Records from a collection:
↓
mod agent;
mod cli;
mod config;
mod document;
mod errors;
mod llm_client;
mod models;
mod pii;
mod routes;
mod sessions;
mod state;
#[cfg(test)]
mod test_support;
mod tools;

use std::net::SocketAddr;
use std::sync::Arc;

use anyhow::Result;
use clap::Parser;
use tower_http::{cors::CorsLayer, trace::TraceLayer};
use tracing::info;
use tracing_subscriber::{layer::SubscriberExt, util::SubscriberInitExt, EnvFilter};

use crate::agent::{Agent, AgentConfig};
use crate::cli::{Cli, Command};
use crate::config::Config;
use crate::document::FsDocumentReader;
use crate::llm_client::{LanguageModel, LlmClient};
use crate::routes::build_router;
use crate::sessions::SessionStore;
use crate::state::AppState;

#[tokio::main]
async fn main() -> Result<()> {
    let cli = Cli::parse();

    // Load configuration first (fails on missing required env vars)
    let config = Config::from_env()?;

    // Initialize structured logging; stdout is reserved for analysis output
    tracing_subscriber::registry()
        .with(EnvFilter::try_from_default_env().unwrap_or_else(|_| {
            EnvFilter::new(format!("{}={}", env!("CARGO_PKG_NAME"), &config.rust_log))
        }))
        .with(tracing_subscriber::fmt::layer().with_writer(std::io::stderr))
        .init();

    info!("Starting Resume Analyst v{}", env!("CARGO_PKG_VERSION"));

    let llm: Arc<dyn LanguageModel> = Arc::new(LlmClient::new(config.llm_settings())?);
    info!("LLM client initialized (model: {})", config.model);

    match cli.command {
        Command::Analyze(args) => {
            let agent = Agent::new(config.agent_config(), llm, Arc::new(FsDocumentReader));
            cli::run_analyze(&agent, args).await
        }
        Command::Serve { port } => {
            // Served runs may only read files under the resume directory
            let root = config.prepare_resume_dir()?;
            info!("Resume directory: {}", root.display());
            let agent_config = AgentConfig {
                document_root: Some(root),
                ..config.agent_config()
            };
            let agent = Arc::new(Agent::new(agent_config, llm, Arc::new(FsDocumentReader)));
            serve(&config, agent, port.unwrap_or(config.port)).await
        }
    }
}

async fn serve(config: &Config, agent: Arc<Agent>, port: u16) -> Result<()> {
    let sessions = Arc::new(SessionStore::new());
    sessions.spawn_sweeper(config.session_ttl);

    let state = AppState {
        agent,
        sessions,
        run_timeout: config.run_timeout,
    };

    // Build router
    let app = build_router(state)
        .layer(TraceLayer::new_for_http())
        .layer(CorsLayer::permissive());

    let addr: SocketAddr = format!("0.0.0.0:{port}").parse()?;
    info!("Listening on {addr}");

    let listener = tokio::net::TcpListener::bind(addr).await?;
    axum::serve(listener, app).await?;

    Ok(())
}
/// Single-shot text completion with no tools offered.
pub async fn complete_text(
    llm: &dyn LanguageModel,
    system: &str,
    prompt: &str,
) -> Result<String, LlmError> {
    let turn = ConversationTurn {
        role: Role::User,
        content: prompt.to_string(),
        tool_call: None,
        is_error: false,
        at: chrono::Utc::now(),
    };

    match llm.complete(system, &[turn], &[]).await? {
        ModelDecision::Final(text) if !text.trim().is_empty() => Ok(text),
        ModelDecision::Final(_) => Err(LlmError::EmptyContent),
        ModelDecision::ToolCall { call, .. } => Err(LlmError::UnexpectedToolCall(call.name)),
    }
}

// ────────────────────────────────────────────────────────────────────────────
// Anthropic wire format
// ────────────────────────────────────────────────────────────────────────────

#[derive(Debug, Serialize)]
struct AnthropicRequest<'a> {
    model: &'a str,
    max_tokens: u32,
    system: &'a str,
    messages: Vec<AnthropicMessage>,
    #[serde(skip_serializing_if = "Vec::is_empty")]
    tools: Vec<AnthropicTool<'a>>,
    #[serde(skip_serializing_if = "Option::is_none")]
    tool_choice: Option<Value>,
}

#[derive(Debug, Serialize)]
struct AnthropicMessage {
    role: &'static str,
    content: Vec<RequestBlock>,
}

#[derive(Debug, Serialize)]
#[serde(tag = "type", rename_all = "snake_case")]
enum RequestBlock {
    Text {
        text: String,
    },
    ToolUse {
        id: String,
        name: String,
        input: Value,
    },
    ToolResult {
        tool_use_id: String,
        content: String,
        is_error: bool,
    },
}

#[derive(Debug, Serialize)]
struct AnthropicTool<'a> {
    name: &'a str,
    description: &'a str,
    input_schema: &'a Value,
}

#[derive(Debug, Deserialize)]
pub struct LlmResponse {
    pub content: Vec<ContentBlock>,
    pub usage: Usage,
    #[serde(default)]
    pub stop_reason: Option<String>,
}
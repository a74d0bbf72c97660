use std::sync::Arc;
use std::time::Duration;

use crate::agent::Agent;
use crate::sessions::SessionStore;

/// Shared application state injected into all route handlers via Axum extractors.
#[derive(Clone)]
pub struct AppState {
    pub agent: Arc<Agent>,
    pub sessions: Arc<SessionStore>,
    /// Deadline after which a run's cancellation token fires.
    pub run_timeout: Duration,
}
↑
What's needed is every entry, returned word for word.

[EXPECTED ANSWER]:
mod agent;
mod cli;
mod config;
mod document;
mod errors;
mod llm_client;
mod models;
mod pii;
mod routes;
mod sessions;
mod state;
#[cfg(test)]
mod test_support;
mod tools;

use std::net::SocketAddr;
use std::sync::Arc;

use anyhow::Result;
use clap::Parser;
use tower_http::{cors::CorsLayer, trace::TraceLayer};
use tracing::info;
use tracing_subscriber::{layer::SubscriberExt, util::SubscriberInitExt, EnvFilter};

use crate::agent::{Agent, AgentConfig};
use crate::cli::{Cli, Command};
use crate::config::Config;
use crate::document::FsDocumentReader;
use crate::llm_client::{LanguageModel, LlmClient};
use crate::routes::build_router;
use crate::sessions::SessionStore;
use crate::state::AppState;

#[tokio::main]
async fn main() -> Result<()> {
    let cli = Cli::parse();

    // Load configuration first (fails on missing required env vars)
    let config = Config::from_env()?;

    // Initialize structured logging; stdout is reserved for analysis output
    tracing_subscriber::registry()
        .with(EnvFilter::try_from_default_env().unwrap_or_else(|_| {
            EnvFilter::new(format!("{}={}", env!("CARGO_PKG_NAME"), &config.rust_log))
        }))
        .with(tracing_subscriber::fmt::layer().with_writer(std::io::stderr))
        .init();

    info!("Starting Resume Analyst v{}", env!("CARGO_PKG_VERSION"));

    let llm: Arc<dyn LanguageModel> = Arc::new(LlmClient::new(config.llm_settings())?);
    info!("LLM client initialized (model: {})", config.model);

    match cli.command {
        Command::Analyze(args) => {
            let agent = Agent::new(config.agent_config(), llm, Arc::new(FsDocumentReader));
            cli::run_analyze(&agent, args).await
        }
        Command::Serve { port } => {
            // Served runs may only read files under the resume directory
            let root = config.prepare_resume_dir()?;
            info!("Resume directory: {}", root.display());
            let agent_config = AgentConfig {
                document_root: Some(root),
                ..config.agent_config()
            };
            let agent = Arc::new(Agent::new(agent_config, llm, Arc::new(FsDocumentReader)));
            serve(&config, agent, port.unwrap_or(config.port)).await
        }
    }
}

async fn serve(config: &Config, agent: Arc<Agent>, port: u16) -> Result<()> {
    let sessions = Arc::new(SessionStore::new());
    sessions.spawn_sweeper(config.session_ttl);

    let state = AppState {
        agent,
        sessions,
        run_timeout: config.run_timeout,
    };

    // Build router
    let app = build_router(state)
        .layer(TraceLayer::new_for_http())
        .layer(CorsLayer::permissive());

    let addr: SocketAddr = format!("0.0.0.0:{port}").parse()?;
    info!("Listening on {addr}");

    let listener = tokio::net::TcpListener::bind(addr).await?;
    axum::serve(listener, app).await?;

    Ok(())
}
/// Single-shot text completion with no tools offered.
pub async fn complete_text(
    llm: &dyn LanguageModel,
    system: &str,
    prompt: &str,
) -> Result<String, LlmError> {
    let turn = ConversationTurn {
        role: Role::User,
        content: prompt.to_string(),
        tool_call: None,
        is_error: false,
        at: chrono::Utc::now(),
    };

    match llm.complete(system, &[turn], &[]).await? {
        ModelDecision::Final(text) if !text.trim().is_empty() => Ok(text),
        ModelDecision::Final(_) => Err(LlmError::EmptyContent),
        ModelDecision::ToolCall { call, .. } => Err(LlmError::UnexpectedToolCall(call.name)),
    }
}

// ────────────────────────────────────────────────────────────────────────────
// Anthropic wire format
// ────────────────────────────────────────────────────────────────────────────

#[derive(Debug, Serialize)]
struct AnthropicRequest<'a> {
    model: &'a str,
    max_tokens: u32,
    system: &'a str,
    messages: Vec<AnthropicMessage>,
    #[serde(skip_serializing_if = "Vec::is_empty")]
    tools: Vec<AnthropicTool<'a>>,
    #[serde(skip_serializing_if = "Option::is_none")]
    tool_choice: Option<Value>,
}

#[derive(Debug, Serialize)]
struct AnthropicMessage {
    role: &'static str,
    content: Vec<RequestBlock>,
}

#[derive(Debug, Serialize)]
#[serde(tag = "type", rename_all = "snake_case")]
enum RequestBlock {
    Text {
        text: String,
    },
    ToolUse {
        id: String,
        name: String,
        input: Value,
    },
    ToolResult {
        tool_use_id: String,
        content: String,
        is_error: bool,
    },
}

#[derive(Debug, Serialize)]
struct AnthropicTool<'a> {
    name: &'a str,
    description: &'a str,
    input_schema: &'a Value,
}

#[derive(Debug, Deserialize)]
pub struct LlmResponse {
    pub content: Vec<ContentBlock>,
    pub usage: Usage,
    #[serde(default)]
    pub stop_reason: Option<String>,
}
repository a74d0bbf72c97660
use std::sync::Arc;
use std::time::Duration;

use crate::agent::Agent;
use crate::sessions::SessionStore;

/// Shared application state injected into all route handlers via Axum extractors.
#[derive(Clone)]
pub struct AppState {
    pub agent: Arc<Agent>,
    pub sessions: Arc<SessionStore>,
    /// Deadline after which a run's cancellation token fires.
    pub run_timeout: Duration,
}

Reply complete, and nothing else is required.